Saved entries
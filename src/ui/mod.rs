// UI: egui windows declared every frame
pub mod file_browser;
pub mod panel;

pub use file_browser::{BrowserEntry, FileBrowser};
pub use panel::{draw_viewer_ui, UiAction, UiState};
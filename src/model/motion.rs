use glam::{Mat4, Vec2, Vec3};
use std::f32::consts::{PI, TAU};

use crate::controller::InputState;

/// Walk animation of the loaded model, driven by the movement keys.
///
/// The model is drawn after a half turn about Z, so `position` lives in that
/// flipped frame: screen-right is -X and screen-up is -Y.
#[derive(Debug, Clone, Copy, PartialEq)]
pub struct Motion {
    pub position: Vec3,
    pub beta: f32,
    pub phi: f32,
    pub theta: f32,
}

impl Motion {
    /// Units per second.
    pub const SPEED: f32 = 0.8;
    /// How far the model may wander from the origin on each axis.
    pub const BOUND: f32 = 1.0;
    const BETA_RATE: f32 = 2.0 * PI;
    const PHI_RATE: f32 = 3.0 * PI;
    const THETA_RATE: f32 = PI;

    pub fn update(&mut self, dt: f32, input: &InputState) {
        let screen = input.direction_vector();
        if screen == Vec2::ZERO || dt <= 0.0 {
            return;
        }

        let step = screen.normalize() * Self::SPEED * dt;
        self.position.x = (self.position.x - step.x).clamp(-Self::BOUND, Self::BOUND);
        self.position.y = (self.position.y - step.y).clamp(-Self::BOUND, Self::BOUND);

        self.beta = (self.beta + Self::BETA_RATE * dt).rem_euclid(TAU);
        self.phi = (self.phi + Self::PHI_RATE * dt).rem_euclid(TAU);
        self.theta = (self.theta + Self::THETA_RATE * dt).rem_euclid(TAU);
    }

    /// Nodding pitch about X.
    pub fn pitch(&self) -> f32 {
        -PI / 12.0 * self.beta.cos() - self.phi.sin() / 4.0
    }

    /// Swaying yaw about Y.
    pub fn yaw(&self) -> f32 {
        self.theta.sin() / 3.0
    }

    /// `Rz(pi) * T(position) * Rx(pitch) * Ry(yaw)`
    pub fn transform(&self) -> Mat4 {
        Mat4::from_rotation_z(PI)
            * Mat4::from_translation(self.position)
            * Mat4::from_rotation_x(self.pitch())
            * Mat4::from_rotation_y(self.yaw())
    }
}

impl Default for Motion {
    fn default() -> Self {
        Self { position: Vec3::ZERO, beta: 0.0, phi: 0.0, theta: 0.0 }
    }
}

#[cfg(test)]
mod tests {
    use super::*;
    use crate::controller::Direction;

    #[test]
    fn test_idle_motion_holds_pose() {
        let mut motion = Motion::default();
        motion.update(0.5, &InputState::default());
        assert_eq!(motion, Motion::default());
        assert!((motion.pitch() + PI / 12.0).abs() < 1e-6);
        assert_eq!(motion.yaw(), 0.0);
    }

    #[test]
    fn test_walking_moves_and_stays_in_bounds() {
        let mut input = InputState::default();
        input.set(Direction::Right);

        let mut motion = Motion::default();
        motion.update(0.25, &input);
        assert!(motion.position.x < 0.0, "Right is -X in the flipped frame");
        assert!(motion.beta > 0.0 && motion.theta > 0.0);

        for _ in 0..100 {
            motion.update(0.25, &input);
        }
        assert_eq!(motion.position.x, -Motion::BOUND);
        assert!(motion.beta < TAU && motion.phi < TAU && motion.theta < TAU);
    }

    #[test]
    fn test_transform_flips_half_turn() {
        let motion = Motion { position: Vec3::new(0.5, 0.0, 0.0), ..Default::default() };
        let origin = motion.transform().transform_point3(Vec3::ZERO);
        assert!((origin - Vec3::new(-0.5, 0.0, 0.0)).length() < 1e-5);
    }
}
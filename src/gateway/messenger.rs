//! Delivery of operator messages to sessions.

use std::collections::HashMap;
use std::sync::{Arc, Mutex, MutexGuard, PoisonError};

use async_trait::async_trait;
use serde::Serialize;
use serde_json::{Value, json};

use crate::orchestration::now_ms;

/// Delivers a text message into a session, used by the `steer` and
/// `message` subagent actions. The returned JSON is passed back to the
/// caller as the action result.
#[async_trait]
pub trait SessionMessenger: Send + Sync {
    async fn send(&self, session_key: &str, message: &str) -> anyhow::Result<Value>;
}

#[derive(Clone, Debug, PartialEq, Eq, Serialize)]
#[serde(rename_all = "camelCase")]
pub struct InboxMessage {
    pub message: String,
    pub queued_at: i64,
}

/// Queues messages in memory, one inbox per session. Whoever drives the
/// session drains its inbox.
#[derive(Clone, Default)]
pub struct InboxMessenger {
    inboxes: Arc<Mutex<HashMap<String, Vec<InboxMessage>>>>,
}

impl InboxMessenger {
    pub fn new() -> Self {
        Self::default()
    }

    fn lock(&self) -> MutexGuard<'_, HashMap<String, Vec<InboxMessage>>> {
        self.inboxes.lock().unwrap_or_else(PoisonError::into_inner)
    }

    /// Number of undelivered messages for a session.
    pub fn pending(&self, session_key: &str) -> usize {
        self.lock().get(session_key).map_or(0, Vec::len)
    }

    /// Take every queued message for a session, oldest first.
    pub fn drain(&self, session_key: &str) -> Vec<InboxMessage> {
        self.lock().remove(session_key).unwrap_or_default()
    }
}

#[async_trait]
impl SessionMessenger for InboxMessenger {
    async fn send(&self, session_key: &str, message: &str) -> anyhow::Result<Value> {
        let mut inboxes = self.lock();
        let inbox = inboxes.entry(session_key.to_string()).or_default();
        inbox.push(InboxMessage {
            message: message.to_string(),
            queued_at: now_ms(),
        });
        let queued = inbox.len();
        tracing::debug!(session_key, queued, "Message queued");
        Ok(json!({ "sessionKey": session_key, "queued": queued }))
    }
}
//! Wire types for the JSON gateway protocol.
//!
//! One request frame in, one response frame out:
//! `{"id", "method", "params"}` → `{"id", "ok", "payload" | "error"}`.
//! Parameter objects reject unknown fields.

use serde::{Deserialize, Serialize};
use serde_json::Value;

use crate::error::OrchestrationError;
use crate::secrets::SecretTarget;

#[derive(Clone, Debug, Deserialize)]
pub struct RequestFrame {
    #[serde(default)]
    pub id: Value,
    pub method: String,
    #[serde(default)]
    pub params: Value,
}

#[derive(Clone, Debug, PartialEq, Serialize)]
pub struct ResponseFrame {
    pub id: Value,
    pub ok: bool,
    #[serde(skip_serializing_if = "Option::is_none")]
    pub payload: Option<Value>,
    #[serde(skip_serializing_if = "Option::is_none")]
    pub error: Option<ErrorShape>,
}

impl ResponseFrame {
    pub fn success(id: Value, payload: Value) -> Self {
        Self {
            id,
            ok: true,
            payload: Some(payload),
            error: None,
        }
    }

    pub fn failure(id: Value, error: ErrorShape) -> Self {
        Self {
            id,
            ok: false,
            payload: None,
            error: Some(error),
        }
    }
}

#[derive(Clone, Copy, Debug, PartialEq, Eq, Serialize)]
#[serde(rename_all = "SCREAMING_SNAKE_CASE")]
pub enum ErrorCode {
    NotFound,
    InvalidRequest,
    Forbidden,
    UpstreamFailure,
    /// Configuration could not be loaded or saved.
    Unavailable,
}

#[derive(Clone, Debug, PartialEq, Serialize)]
pub struct ErrorShape {
    pub code: ErrorCode,
    pub message: String,
    #[serde(skip_serializing_if = "Option::is_none")]
    pub details: Option<Value>,
}

impl ErrorShape {
    pub fn new(code: ErrorCode, message: impl Into<String>) -> Self {
        Self {
            code,
            message: message.into(),
            details: None,
        }
    }

    pub fn invalid_request(message: impl Into<String>) -> Self {
        Self::new(ErrorCode::InvalidRequest, message)
    }
}

impl From<&OrchestrationError> for ErrorShape {
    fn from(err: &OrchestrationError) -> Self {
        let message = err.to_string();
        match err {
            OrchestrationError::NotFound { run_id } => Self {
                code: ErrorCode::NotFound,
                message,
                details: Some(serde_json::json!({ "runId": run_id })),
            },
            OrchestrationError::InvalidRequest(_) => Self::new(ErrorCode::InvalidRequest, message),
            OrchestrationError::Forbidden { active, cap } => Self {
                code: ErrorCode::Forbidden,
                message,
                details: Some(serde_json::json!({ "active": active, "cap": cap })),
            },
            OrchestrationError::Upstream(_) => Self::new(ErrorCode::UpstreamFailure, message),
            OrchestrationError::Config(_) => Self::new(ErrorCode::Unavailable, message),
        }
    }
}

impl From<OrchestrationError> for ErrorShape {
    fn from(err: OrchestrationError) -> Self {
        Self::from(&err)
    }
}

// ===== Method parameters =====

#[derive(Clone, Debug, Default, Deserialize)]
#[serde(rename_all = "camelCase", deny_unknown_fields)]
pub struct AppCreateParams {
    pub run_id: Option<String>,
    pub session_key: Option<String>,
    pub agent_id: Option<String>,
    pub workspace_dir: Option<String>,
}

#[derive(Clone, Debug, Deserialize)]
#[serde(rename_all = "camelCase", deny_unknown_fields)]
pub struct RunIdParams {
    pub run_id: String,
}

#[derive(Clone, Debug, Deserialize)]
#[serde(rename_all = "camelCase", deny_unknown_fields)]
pub struct AppStopParams {
    pub run_id: String,
    pub reason: Option<String>,
}

#[derive(Clone, Debug, Default, Deserialize)]
#[serde(rename_all = "camelCase", deny_unknown_fields)]
pub struct AppStatusParams {
    pub run_id: Option<String>,
}

#[derive(Clone, Debug, Deserialize)]
#[serde(rename_all = "camelCase", deny_unknown_fields)]
pub struct AppSpawnParams {
    pub run_id: String,
    pub task: String,
    pub label: Option<String>,
    pub agent_id: Option<String>,
    pub model: Option<String>,
}

#[derive(Clone, Debug, Default, Deserialize)]
#[serde(rename_all = "camelCase", deny_unknown_fields)]
pub struct GraphParams {
    pub session_key: Option<String>,
}

#[derive(Clone, Debug, Deserialize)]
#[serde(rename_all = "camelCase", deny_unknown_fields)]
pub struct ActionParams {
    pub session_key: Option<String>,
    pub action: String,
    pub target: Option<String>,
    pub message: Option<String>,
}

#[derive(Clone, Debug, Default, Deserialize)]
#[serde(rename_all = "camelCase", deny_unknown_fields)]
pub struct SecretsListParams {
    pub agent_id: Option<String>,
}

/// Unknown target names in `targets` are dropped, not rejected.
#[derive(Clone, Debug, Deserialize)]
#[serde(rename_all = "camelCase", deny_unknown_fields)]
pub struct SecretsSetParams {
    pub scope: Option<String>,
    pub agent_id: Option<String>,
    pub key: String,
    pub value: String,
    #[serde(default)]
    pub targets: Vec<SecretTarget>,
    #[serde(default)]
    pub allow_host_exec: bool,
}

#[derive(Clone, Debug, Deserialize)]
#[serde(rename_all = "camelCase", deny_unknown_fields)]
pub struct SecretsDeleteParams {
    pub scope: Option<String>,
    pub agent_id: Option<String>,
    pub key: String,
}

fn default_enabled() -> bool {
    true
}

#[derive(Clone, Debug, Deserialize)]
#[serde(rename_all = "camelCase", deny_unknown_fields)]
pub struct SecretsAssignParams {
    pub scope: Option<String>,
    pub agent_id: Option<String>,
    pub key: String,
    pub target: String,
    #[serde(default = "default_enabled")]
    pub enabled: bool,
}

#[derive(Clone, Debug, Deserialize)]
#[serde(rename_all = "camelCase", deny_unknown_fields)]
pub struct SecretsEnvParams {
    pub agent_id: Option<String>,
    pub target: String,
    pub host: Option<String>,
}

Assignment: In the data above, find each line that has the word "model" and copy it out.

Problem solution:
filename src/model/motion.rs
/// Walk animation of the loaded model, driven by the movement keys.
/// The model is drawn after a half turn about Z, so `position` lives in that
    /// How far the model may wander from the origin on each axis.
    pub model: Option<String>,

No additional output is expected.